LP Hartley’s novel is about pukka, 13-year-old Leo Colston, who stays three summer weeks in 1900 at a friend’s large house in Norfolk.


Naive Leo becomes embroiled in the affair between his friend’s pert sister and a local farmer.


He runs messages between the two secret lovers and thus loses his innocence.


The play opens more than half a century after that summer adventure. Mr Crawford is adult Leo, now a grandfatherly figure.


Artefacts from his childhood transport him back to those days and for most of the rest of the show Mr Crawford wanders around in the wake of his younger self (played by a boy). 


If this sounds a little precious and cluttered, well, it is. The late-Victorian dialogue is arch; the chamber-drama style and silvery lighting accentuate a claustrophobic nostalgia.


Yet there is an artistic ambition here that, by the end, I found admirable.

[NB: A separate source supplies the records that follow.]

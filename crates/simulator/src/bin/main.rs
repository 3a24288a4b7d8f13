//! STP Simulator CLI
//!
//! Simulates root selection on a topology file and prints every node's next
//! hop towards the elected root.
//!
//! # Example
//!
//! ```bash
//! # Simulate input.txt in the working directory
//! stp-sim
//!
//! # Four phase threads, costs in the report, shortest-path check at the end
//! stp-sim graphs/office.txt --threads 4 --show-costs --verify
//!
//! # Print a random 20-node topology
//! stp-sim --generate 20 --extra-links 10 --seed 42 > random.txt
//! ```

use anyhow::{Context, Result};
use clap::Parser;
use std::path::PathBuf;
use stp_simulator::{OutputFormat, Simulator, SimulatorConfig};
use stp_topology::{generate_topology, load_topology, render_topology, GeneratorConfig};
use tracing::{info, warn};
use tracing_subscriber::EnvFilter;

/// STP Simulator
///
/// Runs synchronous rounds of root advertisements until no node changes its
/// route. Results are identical whatever the thread count.
#[derive(Parser, Debug)]
#[command(name = "stp-sim")]
#[command(version, about, long_about = None)]
struct Cli {
    /// Topology file (overrides config; default input.txt)
    input: Option<PathBuf>,

    /// Path to configuration file (TOML)
    #[arg(short, long)]
    config: Option<PathBuf>,

    /// Phase threads; 0 runs phases inline (overrides config)
    #[arg(short, long)]
    threads: Option<usize>,

    /// Round bound per run (overrides config; default node count + 1)
    #[arg(long)]
    max_rounds: Option<u64>,

    /// Append believed root and cost to every report line
    #[arg(long)]
    show_costs: bool,

    /// Check converged routes against shortest paths
    #[arg(long)]
    verify: bool,

    /// Report format (overrides config)
    #[arg(long, value_enum)]
    format: Option<OutputFormat>,

    /// Print a random connected topology with this many nodes and exit
    #[arg(long)]
    generate: Option<usize>,

    /// Links added on top of the generated spanning tree
    #[arg(long, default_value = "0")]
    extra_links: usize,

    /// Seed for --generate. When omitted, a random seed is used.
    #[arg(long)]
    seed: Option<u64>,

    /// Log level filter (overrides RUST_LOG)
    #[arg(long, default_value = "warn,stp_simulator=info")]
    log_level: String,
}

/// Apply CLI overrides to the configuration.
fn apply_overrides(config: &mut SimulatorConfig, cli: &Cli) {
    if let Some(ref input) = cli.input {
        config.input = input.clone();
    }

    if let Some(threads) = cli.threads {
        config.dispatch.threads = threads;
    }

    if let Some(max_rounds) = cli.max_rounds {
        config.simulation.max_rounds = Some(max_rounds);
    }

    if cli.show_costs {
        config.report.show_costs = true;
    }

    if cli.verify {
        config.report.verify = true;
    }

    if let Some(format) = cli.format {
        config.report.format = format;
    }
}

fn main() -> Result<()> {
    let cli = Cli::parse();

    tracing_subscriber::fmt()
        .with_writer(std::io::stderr)
        .with_env_filter(
            EnvFilter::try_from_default_env().unwrap_or_else(|_| EnvFilter::new(&cli.log_level)),
        )
        .init();

    if let Some(nodes) = cli.generate {
        let seed = cli.seed.unwrap_or_else(rand::random);
        info!(nodes, extra_links = cli.extra_links, seed, "Generating topology");
        let topology = generate_topology(
            &GeneratorConfig::new(nodes, seed).with_extra_links(cli.extra_links),
        );
        print!("{}", render_topology(&topology));
        return Ok(());
    }

    let mut config = match &cli.config {
        Some(path) => SimulatorConfig::load(path)?,
        None => SimulatorConfig::default(),
    };
    apply_overrides(&mut config, &cli);

    let topology = load_topology(&config.input)?;
    if topology.is_empty() {
        warn!(input = %config.input.display(), "Topology has no nodes");
    }

    let simulator = Simulator::new(config.clone());
    let output = simulator
        .run(&topology)
        .context("Failed to start phase thread pool")?;

    print!(
        "{}",
        output
            .render(&config.report)
            .context("Failed to render report")?
    );

    if config.report.verify {
        output.analyze(&topology).print_summary();
    }

    if !output.outcome.is_converged() {
        warn!(
            rounds = output.outcome.rounds(),
            "Routes above are from an unconverged run"
        );
    }

    Ok(())
}
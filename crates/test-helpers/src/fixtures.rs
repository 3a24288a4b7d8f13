//! Topology fixtures.

use stp_topology::{generate_topology, parse_topology, GeneratorConfig, TopologyBuilder};
use stp_types::{NodeIndex, Topology, Weight};

/// Six-node reference topology. Converges to root `B` (id 1).
pub const WORKED_EXAMPLE: &str = "\
Graph {
    A = 5;
    B = 1;
    C = 3;
    D = 7;
    E = 6;
    F = 4;
    A-B: 10;
    A-C: 10;
    B-D: 15;
    B-E: 10;
    C-D: 3;
    C-E: 10;
    D-E: 2;
    D-F: 10;
    E-F: 2;
}
";

/// Converged `(node, next hop, cost)` for [`WORKED_EXAMPLE`] in input order.
///
/// `C` reaches B at cost 15 only through D; D and F both tie-break onto E.
pub const WORKED_EXAMPLE_ROUTES: [(&str, &str, u64); 6] = [
    ("A", "B", 10),
    ("B", "Root", 0),
    ("C", "D", 15),
    ("D", "E", 12),
    ("E", "B", 10),
    ("F", "E", 12),
];

/// [`WORKED_EXAMPLE`] as a topology.
pub fn worked_example() -> Topology {
    parse_topology(WORKED_EXAMPLE).expect("worked example parses")
}

fn unnamed(ids: impl IntoIterator<Item = u64>) -> Topology {
    let mut builder = TopologyBuilder::new();
    for id in ids {
        builder
            .declare_unnamed(id)
            .expect("fixture ids are distinct");
    }
    builder.build().expect("unnamed fixture is valid")
}

fn link(topology: &mut Topology, a: usize, b: usize, weight: Weight) {
    topology
        .add_link(NodeIndex::from(a), NodeIndex::from(b), weight)
        .expect("fixture links are valid");
}

/// `n` nodes in a line. Ids decrease along the line, so the root is the
/// last node and information has to travel the full length.
pub fn line(n: usize, weight: Weight) -> Topology {
    let mut topology = unnamed((1..=n as u64).rev());
    for i in 1..n {
        link(&mut topology, i - 1, i, weight);
    }
    topology
}

/// `n` nodes in a ring with uniform weights. Every node opposite the root
/// has two equal-cost paths when `n` is even.
pub fn ring(n: usize, weight: Weight) -> Topology {
    let mut topology = unnamed(1..=n as u64);
    for i in 1..n {
        link(&mut topology, i - 1, i, weight);
    }
    if n > 2 {
        link(&mut topology, n - 1, 0, weight);
    }
    topology
}

/// A hub with `leaves` spokes. The hub has the largest id.
pub fn star(leaves: usize, weight: Weight) -> Topology {
    let mut topology = unnamed(std::iter::once(leaves as u64 + 1).chain(1..=leaves as u64));
    for leaf in 1..=leaves {
        link(&mut topology, 0, leaf, weight);
    }
    topology
}

/// `width` x `height` grid with uniform weights; the root is the bottom-right
/// corner. Almost every node has several equal-cost paths.
pub fn grid(width: usize, height: usize, weight: Weight) -> Topology {
    let n = width * height;
    let mut topology = unnamed((1..=n as u64).rev());
    for y in 0..height {
        for x in 0..width {
            let i = y * width + x;
            if x + 1 < width {
                link(&mut topology, i, i + 1, weight);
            }
            if y + 1 < height {
                link(&mut topology, i, i + width, weight);
            }
        }
    }
    topology
}

/// Square `R(1)-P(4)-S(9)` and `R-Q(3)-S`. S has two paths of cost 7 to the
/// root and ends up behind Q, the smaller id, although P is heard first.
pub fn equal_cost_square() -> Topology {
    TopologyBuilder::new()
        .node("R", 1)
        .node("P", 4)
        .node("Q", 3)
        .node("S", 9)
        .link("R", "P", 2)
        .link("R", "Q", 2)
        .link("P", "S", 5)
        .link("Q", "S", 5)
        .build()
        .expect("square fixture is valid")
}

/// Two disjoint triangles. The left one contains the global minimum id 1,
/// the right one has local minimum 10.
pub fn two_components() -> Topology {
    TopologyBuilder::new()
        .node("A", 4)
        .node("B", 1)
        .node("C", 7)
        .node("X", 12)
        .node("Y", 10)
        .node("Z", 11)
        .link("A", "B", 3)
        .link("B", "C", 2)
        .link("A", "C", 9)
        .link("X", "Y", 1)
        .link("Y", "Z", 4)
        .link("X", "Z", 6)
        .build()
        .expect("two-component fixture is valid")
}

/// Seeded random connected graph.
pub fn random_connected(nodes: usize, extra_links: usize, seed: u64) -> Topology {
    generate_topology(&GeneratorConfig::new(nodes, seed).with_extra_links(extra_links))
}

/// Seeded random connected graph with weights in `1..=max_weight`. Small
/// weight ranges make equal-cost paths common.
pub fn random_with_ties(nodes: usize, extra_links: usize, max_weight: Weight, seed: u64) -> Topology {
    generate_topology(
        &GeneratorConfig::new(nodes, seed)
            .with_extra_links(extra_links)
            .with_weights(1, max_weight),
    )
}

/// `R(1)` feeding `U(5)` and `V(6)` through two disjoint paths of cost 2,
/// with a zero-weight link between U and V.
///
/// Each of U and V sees the other as its smallest-id neighbor on a shortest
/// path, so the tie-break leaves them pointing at each other.
pub fn zero_weight_loop() -> Topology {
    TopologyBuilder::new()
        .node("R", 1)
        .node("X", 9)
        .node("Y", 8)
        .node("U", 5)
        .node("V", 6)
        .link("R", "X", 1)
        .link("R", "Y", 1)
        .link("X", "U", 1)
        .link("Y", "V", 1)
        .link("U", "V", 0)
        .build()
        .expect("zero-weight fixture is valid")
}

And on Monday night young William Thompson was superb as the boy Leo, nearly upstaging the legendary Crawford.


The story begins slowly, in silence. You want to scream ‘oh get ON with it!’ Richard Taylor’s music, delivered by an on-stage piano, is frustratingly plinkety-plonk. It sounds like a pastiche of Stephen Sondheim.


Slowly, however, this fruit ripens. A surfeit of recitative yields to tight, a capella harmonies.


A memorable song, Butterfly, keeps floating past. Amid the rustle of period-costume silk, Gemma Sutton bewitches as Marian, the upper-class beauty in lust with farmhand Ted (hunky Stuart Ward). Issy Van Randwyck embraces her matronhood as Marian’s mother. Stephen Carlile’s face is part-disfigured as Marian’s scarred, aristocratic suitor.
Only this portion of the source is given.